## What you have to do
From the line with "let d = &n_minus_one >> s;" through the line with "let exponents: Vec<BigUint>", inclusive, return each line of the data below exactly and leave the rest out.

## Source records
━━━
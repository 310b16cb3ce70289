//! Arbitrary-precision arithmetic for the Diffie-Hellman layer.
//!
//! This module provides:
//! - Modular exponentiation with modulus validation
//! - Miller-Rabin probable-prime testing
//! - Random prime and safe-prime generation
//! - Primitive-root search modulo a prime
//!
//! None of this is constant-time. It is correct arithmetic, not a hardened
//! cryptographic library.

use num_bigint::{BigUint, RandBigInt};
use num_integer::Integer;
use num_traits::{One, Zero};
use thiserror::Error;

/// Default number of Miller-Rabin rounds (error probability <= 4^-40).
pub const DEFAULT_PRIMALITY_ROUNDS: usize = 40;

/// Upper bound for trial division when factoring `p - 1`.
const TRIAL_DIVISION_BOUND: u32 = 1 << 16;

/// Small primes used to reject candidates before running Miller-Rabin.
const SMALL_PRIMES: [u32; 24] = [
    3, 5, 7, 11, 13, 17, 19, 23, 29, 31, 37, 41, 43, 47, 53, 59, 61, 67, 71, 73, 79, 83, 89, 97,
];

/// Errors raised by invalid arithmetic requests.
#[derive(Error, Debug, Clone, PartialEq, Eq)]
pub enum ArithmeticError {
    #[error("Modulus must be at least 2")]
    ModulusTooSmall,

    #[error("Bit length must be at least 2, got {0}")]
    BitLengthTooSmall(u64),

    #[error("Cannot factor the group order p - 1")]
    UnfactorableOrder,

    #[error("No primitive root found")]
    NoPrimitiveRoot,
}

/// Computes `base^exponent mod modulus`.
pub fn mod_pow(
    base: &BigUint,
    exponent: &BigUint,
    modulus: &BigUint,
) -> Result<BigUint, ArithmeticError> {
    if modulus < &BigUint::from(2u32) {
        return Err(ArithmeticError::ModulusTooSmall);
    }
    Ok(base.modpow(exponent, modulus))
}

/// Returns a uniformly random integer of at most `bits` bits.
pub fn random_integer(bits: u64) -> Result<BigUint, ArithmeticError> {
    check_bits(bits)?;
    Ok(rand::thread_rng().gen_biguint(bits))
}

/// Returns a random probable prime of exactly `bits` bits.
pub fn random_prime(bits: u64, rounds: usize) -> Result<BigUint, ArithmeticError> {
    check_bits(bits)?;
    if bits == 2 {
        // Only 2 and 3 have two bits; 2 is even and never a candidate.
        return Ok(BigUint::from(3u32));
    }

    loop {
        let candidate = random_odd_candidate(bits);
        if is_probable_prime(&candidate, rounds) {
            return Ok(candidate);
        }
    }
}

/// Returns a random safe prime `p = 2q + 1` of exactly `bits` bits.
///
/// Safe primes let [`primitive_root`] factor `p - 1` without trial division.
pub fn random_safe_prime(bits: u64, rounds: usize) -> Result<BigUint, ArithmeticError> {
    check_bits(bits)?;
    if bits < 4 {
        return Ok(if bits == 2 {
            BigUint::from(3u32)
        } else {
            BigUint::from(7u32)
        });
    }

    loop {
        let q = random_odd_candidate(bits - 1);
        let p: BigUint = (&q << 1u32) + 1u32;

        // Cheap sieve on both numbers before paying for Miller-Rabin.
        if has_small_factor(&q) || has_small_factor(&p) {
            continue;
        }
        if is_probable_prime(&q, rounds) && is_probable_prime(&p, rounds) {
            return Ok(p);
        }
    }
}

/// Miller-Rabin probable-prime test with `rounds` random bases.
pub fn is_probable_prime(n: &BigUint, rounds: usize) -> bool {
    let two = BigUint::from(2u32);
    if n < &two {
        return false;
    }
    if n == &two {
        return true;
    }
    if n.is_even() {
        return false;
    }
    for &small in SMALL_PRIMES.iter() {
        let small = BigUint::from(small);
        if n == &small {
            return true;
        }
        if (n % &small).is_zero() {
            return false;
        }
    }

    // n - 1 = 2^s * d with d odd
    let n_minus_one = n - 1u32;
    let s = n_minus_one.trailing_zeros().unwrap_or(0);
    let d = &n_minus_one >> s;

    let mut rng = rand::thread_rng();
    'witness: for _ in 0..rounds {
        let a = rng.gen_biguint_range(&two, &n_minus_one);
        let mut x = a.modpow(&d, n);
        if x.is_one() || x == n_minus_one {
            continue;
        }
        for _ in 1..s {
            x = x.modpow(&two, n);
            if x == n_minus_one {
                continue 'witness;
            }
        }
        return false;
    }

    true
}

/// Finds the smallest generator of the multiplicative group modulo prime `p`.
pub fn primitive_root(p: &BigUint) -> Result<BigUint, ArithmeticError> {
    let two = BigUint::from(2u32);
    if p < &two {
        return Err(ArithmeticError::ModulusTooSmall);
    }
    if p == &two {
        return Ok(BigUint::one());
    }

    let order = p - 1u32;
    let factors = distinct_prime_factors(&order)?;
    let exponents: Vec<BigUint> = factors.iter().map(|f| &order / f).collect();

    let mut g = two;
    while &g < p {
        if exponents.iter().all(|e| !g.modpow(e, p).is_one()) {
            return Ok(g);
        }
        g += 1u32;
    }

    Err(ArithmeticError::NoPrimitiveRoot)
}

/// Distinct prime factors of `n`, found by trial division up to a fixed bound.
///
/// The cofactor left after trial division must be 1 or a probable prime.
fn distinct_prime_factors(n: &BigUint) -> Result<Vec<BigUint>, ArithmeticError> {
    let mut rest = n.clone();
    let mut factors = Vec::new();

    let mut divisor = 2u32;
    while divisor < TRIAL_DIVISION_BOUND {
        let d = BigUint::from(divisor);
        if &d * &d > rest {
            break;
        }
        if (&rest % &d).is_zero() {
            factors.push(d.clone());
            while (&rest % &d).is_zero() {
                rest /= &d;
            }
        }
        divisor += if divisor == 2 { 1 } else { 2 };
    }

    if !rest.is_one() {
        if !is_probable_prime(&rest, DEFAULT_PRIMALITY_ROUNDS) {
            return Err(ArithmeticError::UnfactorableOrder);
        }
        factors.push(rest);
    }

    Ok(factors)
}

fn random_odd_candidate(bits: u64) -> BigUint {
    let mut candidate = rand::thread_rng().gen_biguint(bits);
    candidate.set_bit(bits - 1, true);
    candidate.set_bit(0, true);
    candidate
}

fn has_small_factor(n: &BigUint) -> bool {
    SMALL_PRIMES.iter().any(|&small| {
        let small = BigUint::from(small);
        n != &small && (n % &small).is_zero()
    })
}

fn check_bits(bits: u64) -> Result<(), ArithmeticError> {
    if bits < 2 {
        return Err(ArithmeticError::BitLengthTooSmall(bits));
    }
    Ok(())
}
━━━
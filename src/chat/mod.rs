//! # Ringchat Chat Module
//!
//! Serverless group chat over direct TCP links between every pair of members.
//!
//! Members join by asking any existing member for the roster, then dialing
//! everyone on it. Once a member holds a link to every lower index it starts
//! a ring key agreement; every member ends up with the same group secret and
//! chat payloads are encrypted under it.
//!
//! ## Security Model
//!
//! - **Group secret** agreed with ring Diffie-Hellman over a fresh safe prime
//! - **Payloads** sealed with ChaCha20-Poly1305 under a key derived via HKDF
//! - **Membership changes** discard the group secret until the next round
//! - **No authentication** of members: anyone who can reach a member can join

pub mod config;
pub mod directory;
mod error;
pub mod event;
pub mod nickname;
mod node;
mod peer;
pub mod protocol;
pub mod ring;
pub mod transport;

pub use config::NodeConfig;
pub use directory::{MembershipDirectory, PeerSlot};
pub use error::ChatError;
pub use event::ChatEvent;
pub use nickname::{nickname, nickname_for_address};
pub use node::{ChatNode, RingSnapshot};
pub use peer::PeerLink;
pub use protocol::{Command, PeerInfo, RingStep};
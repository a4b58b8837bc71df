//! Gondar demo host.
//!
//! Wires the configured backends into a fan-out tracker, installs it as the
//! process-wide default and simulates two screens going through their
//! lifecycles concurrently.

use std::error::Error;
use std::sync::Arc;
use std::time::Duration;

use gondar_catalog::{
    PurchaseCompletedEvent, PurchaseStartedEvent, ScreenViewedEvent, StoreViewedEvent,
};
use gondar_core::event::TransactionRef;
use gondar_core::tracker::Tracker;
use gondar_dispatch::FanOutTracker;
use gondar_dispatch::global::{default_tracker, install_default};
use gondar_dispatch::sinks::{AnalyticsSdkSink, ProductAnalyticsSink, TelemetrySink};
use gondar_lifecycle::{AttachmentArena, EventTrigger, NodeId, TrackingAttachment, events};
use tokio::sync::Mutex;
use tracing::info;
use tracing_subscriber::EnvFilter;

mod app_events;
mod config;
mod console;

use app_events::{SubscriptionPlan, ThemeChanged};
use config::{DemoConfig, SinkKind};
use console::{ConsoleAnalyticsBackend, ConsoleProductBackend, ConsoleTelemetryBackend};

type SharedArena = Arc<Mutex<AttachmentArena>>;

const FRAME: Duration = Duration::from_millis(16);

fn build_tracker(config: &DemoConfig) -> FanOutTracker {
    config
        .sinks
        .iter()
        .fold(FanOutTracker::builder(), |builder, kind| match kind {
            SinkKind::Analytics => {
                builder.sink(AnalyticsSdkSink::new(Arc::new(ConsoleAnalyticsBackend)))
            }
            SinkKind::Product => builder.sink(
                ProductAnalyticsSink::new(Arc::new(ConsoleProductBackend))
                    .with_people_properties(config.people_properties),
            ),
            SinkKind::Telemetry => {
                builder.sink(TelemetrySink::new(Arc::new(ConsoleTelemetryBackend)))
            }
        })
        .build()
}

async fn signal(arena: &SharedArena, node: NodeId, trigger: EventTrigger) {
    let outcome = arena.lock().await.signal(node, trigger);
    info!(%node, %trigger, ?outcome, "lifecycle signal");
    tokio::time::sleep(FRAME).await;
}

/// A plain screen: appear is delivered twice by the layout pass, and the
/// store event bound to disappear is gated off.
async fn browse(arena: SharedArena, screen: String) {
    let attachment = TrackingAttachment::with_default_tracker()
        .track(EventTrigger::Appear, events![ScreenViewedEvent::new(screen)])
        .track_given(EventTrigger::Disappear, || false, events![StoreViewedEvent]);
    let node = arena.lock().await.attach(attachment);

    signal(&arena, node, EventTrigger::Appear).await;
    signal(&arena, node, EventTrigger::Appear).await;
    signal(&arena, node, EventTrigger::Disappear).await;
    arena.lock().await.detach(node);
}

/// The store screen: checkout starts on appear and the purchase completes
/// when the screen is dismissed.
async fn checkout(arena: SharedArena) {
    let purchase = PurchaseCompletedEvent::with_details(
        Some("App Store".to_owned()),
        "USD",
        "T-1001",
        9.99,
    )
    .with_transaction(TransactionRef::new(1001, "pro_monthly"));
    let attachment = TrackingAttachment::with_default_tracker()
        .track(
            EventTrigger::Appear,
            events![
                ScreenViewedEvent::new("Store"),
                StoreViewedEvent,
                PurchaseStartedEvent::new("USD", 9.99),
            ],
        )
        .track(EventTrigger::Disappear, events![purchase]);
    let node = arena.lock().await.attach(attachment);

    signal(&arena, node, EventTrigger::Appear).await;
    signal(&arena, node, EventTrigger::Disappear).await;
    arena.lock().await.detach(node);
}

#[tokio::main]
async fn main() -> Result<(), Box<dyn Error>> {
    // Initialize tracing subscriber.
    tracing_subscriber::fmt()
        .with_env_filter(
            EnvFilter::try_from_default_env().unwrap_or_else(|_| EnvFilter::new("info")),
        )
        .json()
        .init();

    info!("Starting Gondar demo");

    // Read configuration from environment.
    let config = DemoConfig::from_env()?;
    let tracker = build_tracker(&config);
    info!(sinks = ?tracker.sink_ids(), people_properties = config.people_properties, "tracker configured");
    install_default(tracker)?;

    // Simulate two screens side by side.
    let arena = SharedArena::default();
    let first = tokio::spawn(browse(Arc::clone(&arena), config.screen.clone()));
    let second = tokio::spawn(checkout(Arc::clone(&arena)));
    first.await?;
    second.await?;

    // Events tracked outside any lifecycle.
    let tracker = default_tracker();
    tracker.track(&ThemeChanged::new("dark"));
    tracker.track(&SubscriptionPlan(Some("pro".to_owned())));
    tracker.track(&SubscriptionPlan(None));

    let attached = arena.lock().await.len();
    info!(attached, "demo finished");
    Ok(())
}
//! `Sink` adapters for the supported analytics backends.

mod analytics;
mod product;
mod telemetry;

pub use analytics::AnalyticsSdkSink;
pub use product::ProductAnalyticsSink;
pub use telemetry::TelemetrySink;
━━━
## Result of the task
    let d = &n_minus_one >> s;

    let mut rng = rand::thread_rng();
    'witness: for _ in 0..rounds {
        let a = rng.gen_biguint_range(&two, &n_minus_one);
        let mut x = a.modpow(&d, n);
        if x.is_one() || x == n_minus_one {
            continue;
        }
        for _ in 1..s {
            x = x.modpow(&two, n);
            if x == n_minus_one {
                continue 'witness;
            }
        }
        return false;
    }

    true
}

/// Finds the smallest generator of the multiplicative group modulo prime `p`.
pub fn primitive_root(p: &BigUint) -> Result<BigUint, ArithmeticError> {
    let two = BigUint::from(2u32);
    if p < &two {
        return Err(ArithmeticError::ModulusTooSmall);
    }
    if p == &two {
        return Ok(BigUint::one());
    }

    let order = p - 1u32;
    let factors = distinct_prime_factors(&order)?;
    let exponents: Vec<BigUint> = factors.iter().map(|f| &order / f).collect();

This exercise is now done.